*Work required:* Please work out how many lines in the data below contain "your", and reply with that number alone.

/---

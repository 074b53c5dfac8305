//! The `config` command.

use std::fmt::Write;
use std::path::{Path, PathBuf};

use clap::Subcommand;

use super::display_path;
use crate::cli::output::print_highlighted_json;
use crate::config::template::{create_config_file, generate_config_template};
use crate::config::{self, config_paths};
use crate::error::SwitcherError;

/// Where `config init` writes when no `--path` is given and no search path exists.
const FALLBACK_CONFIG_FILE: &str = "autoduplex.jsonc";

/// Configuration file commands.
#[derive(Subcommand, Debug)]
#[command(next_display_order = None)]
pub enum ConfigCommands {
    /// Write a configuration file listing every option.
    ///
    /// Every option is present but commented out, so the file behaves like
    /// the defaults until you uncomment something. The usual first edit is
    /// adding your call applications to `clients.allow`.
    #[command(
        name = "init",
        after_long_help = r#"Examples:
  autoduplex config init                          # ~/.config/autoduplex/config.jsonc
  autoduplex config init --force                  # replace an existing file
  autoduplex config init --path ./autoduplex.jsonc
  autoduplex config init --stdout > config.jsonc"#
    )]
    Init {
        /// Replace the file if it already exists.
        #[arg(long, short)]
        force: bool,

        /// Write here instead of the preferred search path.
        #[arg(long, short, value_name = "PATH")]
        path: Option<PathBuf>,

        /// Print the file instead of writing it.
        #[arg(long)]
        stdout: bool,
    },

    /// List the configuration search paths and mark the one in use.
    Path,

    /// Print the effective configuration, defaults included.
    Show,
}

/// Runs a `config` subcommand.
///
/// # Errors
///
/// Returns an error if the file cannot be written or the configuration
/// cannot be serialized.
pub fn execute(cmd: &ConfigCommands, config_path: Option<&Path>) -> Result<(), SwitcherError> {
    match cmd {
        ConfigCommands::Init { stdout: true, .. } => {
            print!("{}", generate_config_template());
        }
        ConfigCommands::Init { force, path, .. } => {
            let written = write_template(path.as_deref(), *force)?;
            println!("Wrote {}", written.display());
            println!("Add your call applications to clients.allow, then restart autoduplex.");
        }
        ConfigCommands::Path => print!("{}", describe_search(&config_paths(), config_path)),
        ConfigCommands::Show => {
            let loaded = config::load(config_path);
            eprintln!("# source: {}", display_path(loaded.path.as_deref()));
            print_highlighted_json(&serde_json::to_value(&loaded.config)?);
        }
    }
    Ok(())
}

/// Writes the commented template and returns where it went.
fn write_template(path: Option<&Path>, force: bool) -> Result<PathBuf, SwitcherError> {
    let target = path.map_or_else(
        || config_paths().into_iter().next().unwrap_or_else(|| PathBuf::from(FALLBACK_CONFIG_FILE)),
        Path::to_path_buf,
    );

    if !force && target.exists() {
        return Err(SwitcherError::Config(format!(
            "{} already exists (pass --force to replace it)",
            target.display()
        )));
    }

    create_config_file(&target)
        .map_err(|err| SwitcherError::Config(format!("cannot write {}: {err}", target.display())))?;
    Ok(target)
}

/// Describes which configuration file is read.
///
/// A `--config` path replaces the search entirely. Otherwise the first
/// existing search path wins and later ones are shadowed.
fn describe_search(paths: &[PathBuf], custom: Option<&Path>) -> String {
    let mut out = String::new();

    if let Some(custom) = custom {
        let _ = writeln!(out, "{}  (--config)", custom.display());
        return out;
    }

    let mut in_use = None;
    for path in paths {
        let state = if !path.exists() {
            ""
        } else if in_use.is_none() {
            in_use = Some(path);
            "  (in use)"
        } else {
            "  (shadowed)"
        };
        let _ = writeln!(out, "{}{state}", path.display());
    }

    if in_use.is_none() {
        out.push_str("\nNo file found, running with defaults. Create one with `autoduplex config init`.\n");
    }
    out
}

\---

*Exercise answer:* 2